Interpretive Summary:

Technical Abstract: Land application of swine manure recycles plant nutrients, but excess nutrients and zoonotic bacteria may degrade water quality especially where fields have subsurface drainage. We investigated the temporal impact of swine manure application on soil microbial communities. Swine manure was applied to intact soil columns collected from plots under chisel plow or no-till with corn and soybean rotation. In the following 108 days, six simulated rainfalls were applied and drainage water was collected. DNA extraction and targeted 16S-rRNA gene sequencing was used to characterize and to identify shifts in bacterial communities in the soil and drainage water over 108 days after manure application.

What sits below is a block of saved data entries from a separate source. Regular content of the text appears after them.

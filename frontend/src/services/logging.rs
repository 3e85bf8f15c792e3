//! `tracing` subscriber that prints to the browser console.

use std::io;

use tracing::{Level, Metadata};
use tracing_subscriber::fmt::MakeWriter;
use tracing_subscriber::EnvFilter;
use wasm_bindgen::JsValue;

/// Hands out one [`ConsoleWriter`] per formatted event
#[derive(Debug, Clone, Copy, Default)]
pub struct ConsoleMakeWriter;

/// Buffers a formatted event and forwards it to the console method matching
/// its level when dropped.
pub struct ConsoleWriter {
    level: Level,
    buffer: Vec<u8>,
}

impl ConsoleWriter {
    fn new(level: Level) -> Self {
        Self {
            level,
            buffer: Vec::new(),
        }
    }
}

impl io::Write for ConsoleWriter {
    fn write(&mut self, buf: &[u8]) -> io::Result<usize> {
        self.buffer.extend_from_slice(buf);
        Ok(buf.len())
    }

    fn flush(&mut self) -> io::Result<()> {
        Ok(())
    }
}

impl Drop for ConsoleWriter {
    fn drop(&mut self) {
        if self.buffer.is_empty() {
            return;
        }
        let text = String::from_utf8_lossy(&self.buffer);
        let line = JsValue::from_str(text.trim_end());
        match self.level {
            Level::ERROR => web_sys::console::error_1(&line),
            Level::WARN => web_sys::console::warn_1(&line),
            Level::INFO => web_sys::console::info_1(&line),
            _ => web_sys::console::debug_1(&line),
        }
    }
}

impl<'a> MakeWriter<'a> for ConsoleMakeWriter {
    type Writer = ConsoleWriter;

    fn make_writer(&'a self) -> Self::Writer {
        ConsoleWriter::new(Level::INFO)
    }

    fn make_writer_for(&'a self, meta: &Metadata<'_>) -> Self::Writer {
        ConsoleWriter::new(*meta.level())
    }
}

/// Install the global subscriber. `filter` uses `EnvFilter` directive syntax;
/// an unparsable filter falls back to `info`.
pub fn init(filter: &str) {
    let env_filter = EnvFilter::try_new(filter).unwrap_or_else(|_| EnvFilter::new("info"));

    // wasm32 has no system clock, so events carry no timestamp
    let result = tracing_subscriber::fmt()
        .with_env_filter(env_filter)
        .with_writer(ConsoleMakeWriter)
        .with_ansi(false)
        .without_time()
        .try_init();

    match result {
        Ok(()) => tracing::info!(filter, "logging initialized"),
        Err(e) => web_sys::console::warn_1(&JsValue::from_str(&format!(
            "logging already initialized: {e}"
        ))),
    }
}

#[cfg(test)]
mod wasm_tests {
    use super::*;
    use std::io::Write;
    use wasm_bindgen_test::*;

    wasm_bindgen_test_configure!(run_in_browser);

    #[wasm_bindgen_test]
    fn test_writer_buffers_until_dropped() {
        let mut writer = ConsoleMakeWriter.make_writer();
        assert_eq!(writer.write(b"hello ").unwrap(), 6);
        writer.write_all(b"console\n").unwrap();
        assert_eq!(writer.buffer, b"hello console\n");
    }

    #[wasm_bindgen_test]
    fn test_init_twice_does_not_panic() {
        init("debug");
        init("not a valid [filter");
        tracing::debug!("still alive");
    }
}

Tillage accounted for only a small fraction of the variability in bacterial communities. The majority of OTUs stimulated by manure application belonged to 12 orders of bacteria. Orders within the Proteobacteria were most prevalent, followed by Bacteroidetes, Firmicutes, Actinobacteria and Spirochaetes. While the majority of the 12 orders decreased after day 59, relative abundances of OTU associated with Rhizobiales and Actinomyecetales in soil continued to increase. Bacterial orders which were stimulated by manure application in soil had varied responses in drainage waters over the course of the experiment. We identified a “manure-specific core” of five genera who comprised 13% of manure community. Of these five genera, Clostridium sensu stricto was the only genus which did not return to pre-manure relative abundance in soil by day 108. Our results show that enrichment responses after manure amendment could result from displacement of autochthonous soil bacteria by manure-borne bacteria during the application process or by growth of indigenous bacteria using manure-derived nutrients.